Last year I wrote a three-part article on Tampa Bay when I was growing up and had a tremendous response. So here is another untold story on growing up in Tampa Bay.

Somewhere around 1958, needless to say, things were a little tough around my house. Mom and dad working hard trying to make ends meet and here I was a 13-year-old trying get enough money to buy a little fishing tackle, so I quickly learned a few tricks. Courtney Campbell Causeway was the hot spot for fishing from the shoreline and the ends of the two main bridges that took you into Clearwater.

By mid-April the water temperature got up around 76 degrees and at 13-years-old you think you can do almost anything. One of my friends had told me the story about how many lures had been lost by anglers fishing the east end of the long Courtney bridge on the rocks, so I put on a mask, an old pair of shoes, so as not to cut myself too bad (which I did), and proceeded to look for lures. I found the bonanza in about an hour of swimming around the rocks and I came up with more than 60 plugs, some jigs, and a few dozen cuts from the rocks, but it was well worth it.

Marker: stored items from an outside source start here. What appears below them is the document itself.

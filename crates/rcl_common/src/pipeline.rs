//! The bring-up pipeline.
//!
//! Stages are composed top to bottom; each returns the input of the next or
//! the error that ends the run:
//!
//! schema → topology → host domain → pre-flight → container naming → RAS
//! address → endpoint resolution → reachability → merge/write → reload and
//! revalidate → prepare → run
//!
//! The configuration is persisted before the lifecycle stage because the
//! sibling tool reads it back.

use crate::dns::{Connector, Resolver};
use crate::endpoints::{EndpointReachabilityProbe, ReachabilityTier, ENDPOINTS};
use crate::error::{RclError, Result};
use crate::lifecycle::ContainerLifecycleManager;
use crate::network::{InterfaceSource, NetworkTopology, NetworkTopologyResolver};
use crate::persist::{ConfigPersister, DerivedValues};
use crate::preflight;
use crate::runtime::ContainerRuntime;
use crate::schema::{self, ConfigValidator, Configuration, STATIC_FIELDS, UTILITY_HOSTNAME};
use crate::settings::Settings;
use crate::sibling::InstallTool;
use std::path::PathBuf;
use tracing::{debug, error, info, info_span, Span};
use uuid::Uuid;

/// Host facilities and identity the pipeline runs against
pub struct Host<'a> {
    pub interfaces: &'a dyn InterfaceSource,
    pub resolver: &'a dyn Resolver,
    pub connector: &'a dyn Connector,
    pub runtime: &'a dyn ContainerRuntime,
    pub tool: &'a dyn InstallTool,
    pub hostname: String,
    pub username: Option<String>,
}

/// Operator input for a full bring-up
#[derive(Debug, Clone, PartialEq, Eq)]
pub struct StartRequest {
    /// Install from this tarball instead of the registry
    pub image_file: Option<PathBuf>,
    pub image_version: String,
}

/// Facts established by the validation gates
#[derive(Debug, Clone, PartialEq, Eq)]
pub struct GateReport {
    pub config: Configuration,
    pub topology: NetworkTopology,
    pub domain: String,
    pub reachability: ReachabilityTier,
}

/// Outcome of a completed bring-up
#[derive(Debug, Clone, PartialEq, Eq)]
pub struct BringUp {
    pub written: Configuration,
    pub backup: Option<PathBuf>,
    pub reachability: ReachabilityTier,
}

pub struct Pipeline<'a> {
    settings: &'a Settings,
    host: Host<'a>,
    stamp: String,
    run_id: Uuid,
}

impl<'a> Pipeline<'a> {
    /// `stamp` is the run timestamp shared with the log file name
    pub fn new(settings: &'a Settings, host: Host<'a>, stamp: impl Into<String>) -> Self {
        Self {
            settings,
            host,
            stamp: stamp.into(),
            run_id: Uuid::new_v4(),
        }
    }

    pub fn run_id(&self) -> Uuid {
        self.run_id
    }

    fn span(&self, command: &'static str) -> Span {
        info_span!("bringup", run_id = %self.run_id, command)
    }

    fn topology_resolver(&self) -> NetworkTopologyResolver<'_> {
        NetworkTopologyResolver::new(self.host.interfaces, self.host.resolver)
    }

    fn lifecycle(&self) -> ContainerLifecycleManager<'_> {
        ContainerLifecycleManager::new(
            self.host.runtime,
            self.host.tool,
            self.settings.image_match.as_str(),
            self.settings.config_file.as_path(),
        )
    }

    /// Every gate short of touching the file or the container
    pub fn check(&self) -> Result<GateReport> {
        let span = self.span("check");
        let _guard = span.enter();
        self.run_gates(false)
    }

    /// Validate, persist, and bring the container up
    pub fn start(&self, request: &StartRequest) -> Result<BringUp> {
        let span = self.span("start");
        let _guard = span.enter();

        schema::check_image_version(&request.image_version)?;
        let gates = self.run_gates(true)?;

        debug!("Going to merge configurable parameters to be written");
        let derived = DerivedValues {
            domain: gates.domain.clone(),
            utility_hostname: UTILITY_HOSTNAME.to_string(),
            campus_ip: gates.topology.campus,
            image_version: request.image_version.clone(),
        };
        let merged = ConfigPersister::merge(&gates.config, &derived, STATIC_FIELDS);

        let persister = ConfigPersister::new(
            &self.settings.config_file,
            &self.settings.backup_dir,
            self.stamp.as_str(),
        );
        let backup = persister.write(&merged)?;
        if let Some(backup) = &backup {
            info!("Previous configuration kept as {}", backup.display());
        }

        let revalidation = persister.reload_and_revalidate(&gates.topology)?;
        if !revalidation.passed() {
            error!("This just created YML file CANNOT be used");
            return Err(RclError::Revalidation {
                errors: revalidation.errors,
            });
        }
        debug!("This just created YML file can be used");

        let lifecycle = self.lifecycle();
        if !lifecycle.prepare(request.image_file.as_deref())? {
            error!("The image could not be installed, the container will not be started");
            return Err(RclError::InstallIncomplete);
        }
        lifecycle.run()?;
        info!("Container is up");

        Ok(BringUp {
            written: revalidation.config,
            backup,
            reachability: gates.reachability,
        })
    }

    /// Whether a matching container instance is running
    pub fn status(&self) -> Result<bool> {
        let span = self.span("status");
        let _guard = span.enter();
        let lifecycle = self.lifecycle();
        lifecycle.is_running(lifecycle.image_match())
    }

    fn run_gates(&self, preflight_checks: bool) -> Result<GateReport> {
        let validator = ConfigValidator::new(&self.settings.config_file);
        let config = validator.validate()?;

        let topology_resolver = self.topology_resolver();
        let topology = topology_resolver.resolve_topology(&config)?;
        debug!("Detected CAMPUS {} and RAS {}", topology.campus, topology.ras);

        let domain = preflight::host_domain(&self.host.hostname)?;

        if preflight_checks {
            preflight::check_runtime_binary(&self.settings.runtime_bin)?;
            preflight::check_network_manager_binary(&self.settings.network_manager_bin)?;
            preflight::check_operator(
                self.host.username.as_deref(),
                &self.settings.operator_user,
            )?;
        }

        topology_resolver.check_container_not_resolvable(schema::CONTAINER_NAME, &domain)?;
        topology_resolver.check_ras_address(&topology.ras.to_string())?;

        let probe = EndpointReachabilityProbe::new(self.host.resolver, self.host.connector);
        probe.require_all_resolvable(ENDPOINTS)?;
        let reachability = probe.check_reachability(
            ENDPOINTS,
            self.settings.probe_port,
            self.settings.probe_timeout(),
        )?;

        Ok(GateReport {
            config,
            topology,
            domain,
            reachability,
        })
    }
}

To my amazement, most were red-and-white MirrOlures and most were ready to fish again. I found a rod and reel that I remember well, a Ted Williams rod and a Garcia Mitchell 300 reel with just a little growth on it. I was King of Ybor City that spring with plenty of tackle.

That April in ‘58 I remember catching small Tarpon behind the old Mullet Inn restaurant using cut ladyfish for bait. We lost most of them for lack of good tackle, but we had a lot fun trying. The tourists would sit there watching us kids fighting the fish and we even got a few tips for putting on a good show for them.

My first big Tarpon (at the age of 13) was at least a 70-pounder I caught from the shore next to the Columbus Drive Bridge using my uncle's Grouper rod and dead catfish on the bottom. I could see cars pulling over and least 10 or 15 spectators watching me fight the fish, which pulled me into the water several times. As scared as I was, no way was I going to let go and lose my uncle's rod.

When I could not hitch a ride to the Courtney Campbell, I would ride my bike from my house on Ninth Avenue and Twenty-first Street on Saturday mornings to the 22nd Street bridge in McKay Bay, which was a twenty-minute bike ride down hill. I remember it well, like almost yesterday, there used to be a small bait shop at the entrance to the bridge. I had only five cents at the most, (remember we are talking 1958) and a dozen shrimp went for fifteen cents, but the owner always gave me six shrimp, a dozen or so dead ones, and I always managed to get some from the other anglers on the bridge.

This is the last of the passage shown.